Enhancement of systemic and sputum granulocyte response to inhaled endotoxin in people with the GSTM1 null genotype
- Madeline A Dillon1,
- Bradford Harris1,
- Michelle L Hernandez1,
- Baiming Zou1,
- William Reed1,
- Philip A Bromberg1,
- Robert B Devlin2,
- David Diaz-Sanchez2,
- Steven Kleeberger3,
- Haibo Zhou1,
- John C Lay1,
- Neil E Alexis1,
- David B Peden1
- 1Center for Environmental Medicine, Asthma and Lung Biology, School of Medicine, University of North Carolina at Chapel Hill, Chapel Hill, North Carolina, USA
- 2Environmental Public Health Division, National Health and Environmental Effects Research Laboratory, United States Environmental Protection Agency, Research Triangle Park, North Carolina, USA
- 3Laboratory of Respiratory Biology, National Institute of Environmental Health Sciences, Research Triangle Park, North Carolina, USA
- Correspondence to David B Peden, School of Medicine, University of North Carolina at Chapel Hill, Chapel Hill, NC 27599-7310, USA;
- Accepted 2 March 2011
- Published Online First 25 March 2011
Objective To determine if the GSTM1 null genotype is a risk factor for increased inflammatory response to inhaled endotoxin.
Methods 35 volunteers who had undergone inhalation challenge with a 20 000 endotoxin unit dose of Clinical Center Reference Endotoxin (CCRE) were genotyped for the GSTM1 null polymorphism. Parameters of airway and systemic inflammation observed before and after challenge were compared in GSTM1 null (n=17) and GSTM1 (n=18) sufficient volunteers.
Results GSTM1 null volunteers had significantly increased circulating white blood cells (WBCs), polymorphonuclear neutrophils (PMNs), platelets and sputum PMNs (% sputum PMNs and PMNs/mg sputum) after CCRE challenge. GSTM1 sufficient volunteers had significant, but lower increases in circulating WBCs, PMNs and % sputum PMNs, and no increase in platelets or PMNs/mg sputum. Linear regression analysis adjusted for baseline values of the entire cohort revealed that the GSTM1 null genotype significantly increased circulating WBCs, platelets and % sputum PMNs after challenge.
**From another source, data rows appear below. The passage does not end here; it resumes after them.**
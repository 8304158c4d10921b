//! Input sanitization: validation and cleaning of raw user text and
//! generation parameters.
//!
//! Three entry points with different strictness:
//!
//! - [`Sanitizer::sanitize`] -- the full adversarial-input gate applied to
//!   every new inbound turn. Rejects oversized, empty, shell/exploit, and
//!   instruction-hijacking input; strips control characters on success.
//! - [`Sanitizer::sanitize_history`] -- the permissive path for
//!   re-serializing already-accepted history into prompts. Strips control
//!   characters only: history was vetted once on the way in, and
//!   re-running pattern rejection on replay would reject legitimate stored
//!   code samples.
//! - [`Sanitizer::sanitize_parameters`] -- clamps every numeric generation
//!   parameter into its configured range and substitutes defaults for
//!   anything missing or malformed. Never fails.

use chatrelay_types::config::{ParameterBounds, SanitizerConfig};
use chatrelay_types::generation::GenerationParameters;
use chatrelay_types::sanitize::{RejectReason, SanitizationResult};

/// Filesystem and security-sensitive path fragments.
const SENSITIVE_PATHS: &[&str] = &[
    "/etc/passwd",
    "/etc/shadow",
    "/etc/sudoers",
    "/proc/self",
    "/root/.ssh",
    "~/.ssh",
    "id_rsa",
    "authorized_keys",
    "/dev/mem",
    "c:\\windows\\system32",
];

/// Shell commands checked at the start of each line (after leading
/// whitespace).
const SHELL_LINE_PREFIXES: &[&str] = &[
    "sudo ",
    "rm -rf",
    "chmod ",
    "chown ",
    "curl ",
    "wget ",
    "nc ",
    "bash -c",
    "sh -c",
    "mkfs",
    "dd if=",
];

/// Process-execution call patterns across common runtimes.
const PROCESS_EXECUTION_PATTERNS: &[&str] = &[
    "child_process",
    "subprocess.",
    "os.system",
    "runtime.getruntime",
    "processbuilder",
    "proc_open",
    "shell_exec",
    "popen(",
    "pcntl_exec",
    "os/exec",
    "system(",
];

/// Known shell-exploit payload idioms.
const EXPLOIT_PATTERNS: &[&str] = &[
    "; rm ",
    "&& rm ",
    "| sh",
    "|sh",
    "| bash",
    "`rm",
    "$(rm",
    ">/dev/null 2>&1 &",
    ":(){ :|:& };:",
];

/// Phrases attempting to override system instructions.
const INJECTION_PHRASES: &[&str] = &[
    "ignore previous instructions",
    "ignore all previous instructions",
    "disregard previous instructions",
    "disregard your instructions",
    "forget your instructions",
    "override system prompt",
    "new system prompt",
    "you are no longer",
    "act as the system",
    "developer mode enabled",
];

/// Minimum count of `\xNN` escapes before input is treated as shellcode.
const SHELLCODE_ESCAPE_THRESHOLD: usize = 4;

/// Strip non-printable control characters, preserving tab and newline so
/// code-block formatting survives.
pub fn strip_controls(text: &str) -> String {
    text.chars()
        .filter(|c| !c.is_control() || *c == '\t' || *c == '\n')
        .collect()
}

/// Validates and cleans raw user text and generation parameters.
///
/// Stateless apart from its configuration; cheap to share behind the
/// orchestrator.
#[derive(Debug, Clone)]
pub struct Sanitizer {
    limits: SanitizerConfig,
    bounds: ParameterBounds,
}

impl Sanitizer {
    pub fn new(limits: SanitizerConfig, bounds: ParameterBounds) -> Self {
        Self { limits, bounds }
    }

    /// Full sanitization for a new inbound turn.
    ///
    /// On rejection the returned result carries the original text (oversize
    /// input is truncated to the limit first) for audit logging; it must
    /// never be forwarded to the generation backend.
    pub fn sanitize(&self, raw: &str) -> SanitizationResult {
        if raw.trim().is_empty() {
            return SanitizationResult::rejected(raw.to_string(), RejectReason::Empty);
        }

        if raw.chars().count() > self.limits.max_message_len {
            let truncated: String = raw.chars().take(self.limits.max_message_len).collect();
            return SanitizationResult::rejected(truncated, RejectReason::TooLong);
        }

        if let Some(reason) = match_dangerous(raw) {
            return SanitizationResult::rejected(raw.to_string(), reason);
        }

        SanitizationResult::accepted(strip_controls(raw))
    }

    /// Permissive path for already-accepted history: control-character
    /// stripping only, no pattern rejection.
    pub fn sanitize_history(&self, text: &str) -> String {
        strip_controls(text)
    }

    /// Clamp raw client-supplied generation parameters into the configured
    /// bounds. Non-numeric or missing values fall back to the defaults;
    /// stop sequences are filtered to strings and truncated. Never fails.
    pub fn sanitize_parameters(
        &self,
        raw: Option<&serde_json::Value>,
    ) -> GenerationParameters {
        let b = &self.bounds;

        let max_tokens = raw
            .and_then(|v| v.get("max_tokens"))
            .and_then(serde_json::Value::as_u64)
            .map(|v| {
                u32::try_from(v)
                    .unwrap_or(b.max_tokens_ceiling)
                    .clamp(b.max_tokens_floor, b.max_tokens_ceiling)
            })
            .unwrap_or(b.max_tokens_default);

        let stop_sequences = raw
            .and_then(|v| v.get("stop_sequences"))
            .and_then(serde_json::Value::as_array)
            .map(|list| {
                list.iter()
                    .filter_map(|item| item.as_str().map(str::to_string))
                    .take(self.limits.max_stop_sequences)
                    .collect()
            })
            .unwrap_or_default();

        GenerationParameters {
            temperature: clamp_field(
                raw,
                "temperature",
                b.temperature_floor,
                b.temperature_ceiling,
                b.temperature_default,
            ),
            max_tokens,
            top_p: clamp_field(raw, "top_p", b.top_p_floor, b.top_p_ceiling, b.top_p_default),
            presence_penalty: clamp_field(
                raw,
                "presence_penalty",
                b.penalty_floor,
                b.penalty_ceiling,
                b.penalty_default,
            ),
            frequency_penalty: clamp_field(
                raw,
                "frequency_penalty",
                b.penalty_floor,
                b.penalty_ceiling,
                b.penalty_default,
            ),
            stop_sequences,
        }
    }
}

/// Extract a float field and clamp it; missing, non-numeric, or non-finite
/// values yield the default.
fn clamp_field(
    raw: Option<&serde_json::Value>,
    key: &str,
    floor: f64,
    ceiling: f64,
    default: f64,
) -> f64 {
    match raw.and_then(|v| v.get(key)).and_then(serde_json::Value::as_f64) {
        Some(v) if v.is_finite() => v.clamp(floor, ceiling),
        _ => default,
    }
}

/// Match the fixed dangerous-pattern tables, most specific category first.
fn match_dangerous(raw: &str) -> Option<RejectReason> {
    let lower = raw.to_lowercase();

    if SENSITIVE_PATHS.iter().any(|p| lower.contains(p)) {
        return Some(RejectReason::SensitivePath);
    }

    for line in lower.lines() {
        let line = line.trim_start();
        if SHELL_LINE_PREFIXES.iter().any(|p| line.starts_with(p)) {
            return Some(RejectReason::ShellCommand);
        }
    }

    if PROCESS_EXECUTION_PATTERNS.iter().any(|p| lower.contains(p)) {
        return Some(RejectReason::ProcessExecution);
    }

    if EXPLOIT_PATTERNS.iter().any(|p| lower.contains(p)) {
        return Some(RejectReason::ExploitPayload);
    }

    if count_hex_escapes(&lower) >= SHELLCODE_ESCAPE_THRESHOLD {
        return Some(RejectReason::ShellcodePattern);
    }

    if INJECTION_PHRASES.iter().any(|p| lower.contains(p)) {
        return Some(RejectReason::PromptInjection);
    }

    None
}

/// Count literal `\xNN` byte-escape sequences (two hex digits after `\x`).
fn count_hex_escapes(text: &str) -> usize {
    let bytes = text.as_bytes();
    let mut count = 0;
    let mut i = 0;
    while i + 3 < bytes.len() {
        if bytes[i] == b'\\'
            && bytes[i + 1] == b'x'
            && bytes[i + 2].is_ascii_hexdigit()
            && bytes[i + 3].is_ascii_hexdigit()
        {
            count += 1;
            i += 4;
        } else {
            i += 1;
        }
    }
    count
}
//! Relay configuration loader.
//!
//! Reads `config.toml` from the data directory (`~/.chatrelay/` in
//! production, overridable via `CHATRELAY_DATA_DIR`) and deserializes it
//! into [`RelayConfig`]. Falls back to defaults when the file is missing
//! or malformed.

use std::path::{Path, PathBuf};

use chatrelay_types::config::RelayConfig;

/// Resolve the data directory from `CHATRELAY_DATA_DIR`, falling back to
/// `~/.chatrelay`.
pub fn data_dir() -> PathBuf {
    match std::env::var("CHATRELAY_DATA_DIR") {
        Ok(dir) => PathBuf::from(dir),
        Err(_) => {
            let home = std::env::var("HOME").unwrap_or_else(|_| ".".to_string());
            PathBuf::from(home).join(".chatrelay")
        }
    }
}

/// Load relay configuration from `{data_dir}/config.toml`.
///
/// - If the file does not exist, returns [`RelayConfig::default()`].
/// - If the file exists but fails to parse, logs a warning and returns the
///   default.
/// - If the file exists and parses successfully, returns the parsed config.
pub async fn load_relay_config(data_dir: &Path) -> RelayConfig {
    let config_path = data_dir.join("config.toml");

    let content = match tokio::fs::read_to_string(&config_path).await {
        Ok(content) => content,
        Err(err) if err.kind() == std::io::ErrorKind::NotFound => {
            tracing::debug!("No config.toml found at {}, using defaults", config_path.display());
            return RelayConfig::default();
        }
        Err(err) => {
            tracing::warn!("Failed to read {}: {err}, using defaults", config_path.display());
            return RelayConfig::default();
        }
    };

    match toml::from_str::<RelayConfig>(&content) {
        Ok(config) => config,
        Err(err) => {
            tracing::warn!(
                "Failed to parse {}: {err}, using defaults",
                config_path.display()
            );
            RelayConfig::default()
        }
    }
}

#[cfg(test)]
mod tests {
    use super::*;
    use tempfile::TempDir;

    #[tokio::test]
    async fn load_relay_config_missing_file_returns_default() {
        let tmp = TempDir::new().unwrap();
        let config = load_relay_config(tmp.path()).await;
        assert_eq!(config.sanitizer.max_message_len, 4_000);
        assert_eq!(config.backend.endpoint, "http://127.0.0.1:8091");
    }

    #[tokio::test]
    async fn load_relay_config_valid_toml_returns_parsed() {
        let tmp = TempDir::new().unwrap();
        let config_path = tmp.path().join("config.toml");
        tokio::fs::write(
            &config_path,
            r#"
[prompt]
history_window = 20

[backend]
endpoint = "http://gen.internal:9000"
discovery_url = "http://discovery.internal/generation"
"#,
        )
        .await
        .unwrap();

        let config = load_relay_config(tmp.path()).await;
        assert_eq!(config.prompt.history_window, 20);
        assert_eq!(config.backend.endpoint, "http://gen.internal:9000");
        assert_eq!(
            config.backend.discovery_url.as_deref(),
            Some("http://discovery.internal/generation")
        );
        // Untouched sections keep defaults.
        assert_eq!(config.backend.retry.max_attempts, 3);
    }

    #[tokio::test]
    async fn load_relay_config_invalid_toml_returns_default() {
        let tmp = TempDir::new().unwrap();
        let config_path = tmp.path().join("config.toml");
        tokio::fs::write(&config_path, "this is not { valid toml !!!")
            .await
            .unwrap();

        let config = load_relay_config(tmp.path()).await;
        assert_eq!(config.sanitizer.max_message_len, 4_000);
    }
}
Conclusion These data support the hypothesis that the GSTM1 null genotype is a risk factor for increased acute respiratory and systemic inflammatory response to inhaled CCRE. These data are consistent with other observations that the GSTM1 null genotype is associated with increased respiratory, systemic and cardiovascular effects linked to ambient air particulate matter exposure and indicate that the GSTM1 null genotype should be considered a risk factor for adverse health effects associated with exposure to environmental endotoxin.
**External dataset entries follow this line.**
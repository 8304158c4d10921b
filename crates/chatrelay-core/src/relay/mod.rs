//! Per-turn relay orchestration.

mod gate;
mod orchestrator;

pub use gate::TurnGate;
pub use orchestrator::RelayService;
Funding This research was supported in part by grants R01ES012706, RC1ES018417 and P30010126 from the National Institute of Environmental Health Sciences, U19AI077437 from the National Institute for Allergy and Infectious Diseases, P01AT002620 from the National Center for Complementary and Alternative Medicine, and KL2RR025746, M01RR00046 and UL1RR025747 from the National Center of Research Resources of the National Institutes of Health, as well as CR 83346301 from the US Environmental Protection Agency. Although the research described herein has been funded in part by the United States Environmental Protection Agency, it has not been subjected to the EPA's required peer and policy review. The findings contained in this report do not necessarily reflect the views of the Environmental Protection Agency or the National Institutes of Health, and no official endorsement should be inferred.
Competing interests BH has received research support from the National Institute of Environmental Health Sciences, US Environmental Protection Agency and Purdue Pharmaceuticals-Quintiles. PAB has received support from the US Environmental Protection Agency and National Institute of Health. DBP has consulted for GlaxoSmithKline and Funxional Therapeutics and has received research support from the National Institute of Environmental Health Sciences, the National Center for Complementary and Alternative Medicine, the National Heart, Lung, and Blood Institute, the National Institute for Allergy and Infectious Diseases, the US Environmental Protection Agency and the National Center for Research Resources. The rest of the authors have declared that they have no competing interests.
Ethics approval This study was conducted with the approval of the IRB at the University of North Carolina.
Provenance and peer review Not commissioned; externally peer reviewed.